The erosion of family, the decay of morality, the rise of materialistic outlooks, the loss of higher purpose and meaning, and the devaluing of life must be addressed more directly through education, the creation of a real community, the nurturing and training of leaders who embody knowledge and wisdom, and the erection of structures that support peoples’ faith and anchor them in times of crisis. It should not be forgotten that these non-legal institutions play an important role in shaping behaviours and promoting social mores.

Muslims should learn from the many conservative Christian activists who, contrary to popular stereotypes, demonstrate an acute awareness of the struggles and anguish that many women contemplating abortion experience. As the prominent pro-life activist Frederica Mathewes-Green states:

This issue gets presented as if it’s a tug of war between the woman and the baby. We see them as mortal enemies, locked in a fight to the death. But that’s a strange idea, isn’t it? It must be the first time in history when mothers and their own children have been assumed to be at war. We’re supposed to picture the child attacking her, trying to destroy her hopes and plans, and picture the woman grateful for the abortion, since it rescued her from the clutches of her child.

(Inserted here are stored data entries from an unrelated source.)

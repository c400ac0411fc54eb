pub mod reconcile;
pub mod session;
//! presencelog library root.
//! Exposes the CLI parser, the high-level run() function, and the internal modules.

pub mod archive;
pub mod cli;
pub mod config;
pub mod core;
pub mod errors;
pub mod ledger;
pub mod models;
pub mod ui;
pub mod utils;

use clap::Parser;
use cli::parser::{Cli, Commands};
use config::Config;
use errors::AppResult;

/// Central command dispatcher
pub fn dispatch(cli: &Cli, cfg: &Config) -> AppResult<()> {
    match &cli.command {
        Commands::Init => cli::commands::init::handle(cli),
        Commands::Config { .. } => cli::commands::config::handle(&cli.command, cfg),
        Commands::Checkin { .. } => cli::commands::checkin::handle(&cli.command, cfg),
        Commands::ListCheckins => cli::commands::list::handle(cfg),
        Commands::Balance { .. } => cli::commands::balance::handle(&cli.command, cfg),
        Commands::Deposit => cli::commands::deposit::handle(cfg),
        Commands::ResetPresence => cli::commands::reset::handle(cfg),
    }
}

/// Entry point used by main.rs
pub fn run() -> AppResult<()> {
    let cli = Cli::parse();

    let mut cfg = Config::load()?;

    // Rebase every data path when the user asked for a custom data dir
    // (useful for tests or side-by-side communities).
    if let Some(dir) = &cli.data_dir {
        cfg.rebase(dir);
    }

    dispatch(&cli, &cfg)
}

If you were in charge of a nature preserve and you noticed that the pregnant female mammals were trying to miscarry their pregnancies, eating poisonous plants or injuring themselves, what would you do? Would you think of it as a battle between the pregnant female and her unborn and find ways to help those pregnant animals miscarry? No, of course not. You would immediately think, “Something must be really wrong in this environment.” Something is creating intolerable stress, so much so that animals would rather destroy their own offspring than bring them into the world. You would strive to identify and correct whatever factors were causing this stress in the animals.[62]

It is this realization, which arises from a perspective that looks beyond abortion as simply an ideological battle between ‘the feminist’ or ‘the liberal’, that generates a sense of empathy within many conservative Christian activists who are then motivated to assist women in concrete ways.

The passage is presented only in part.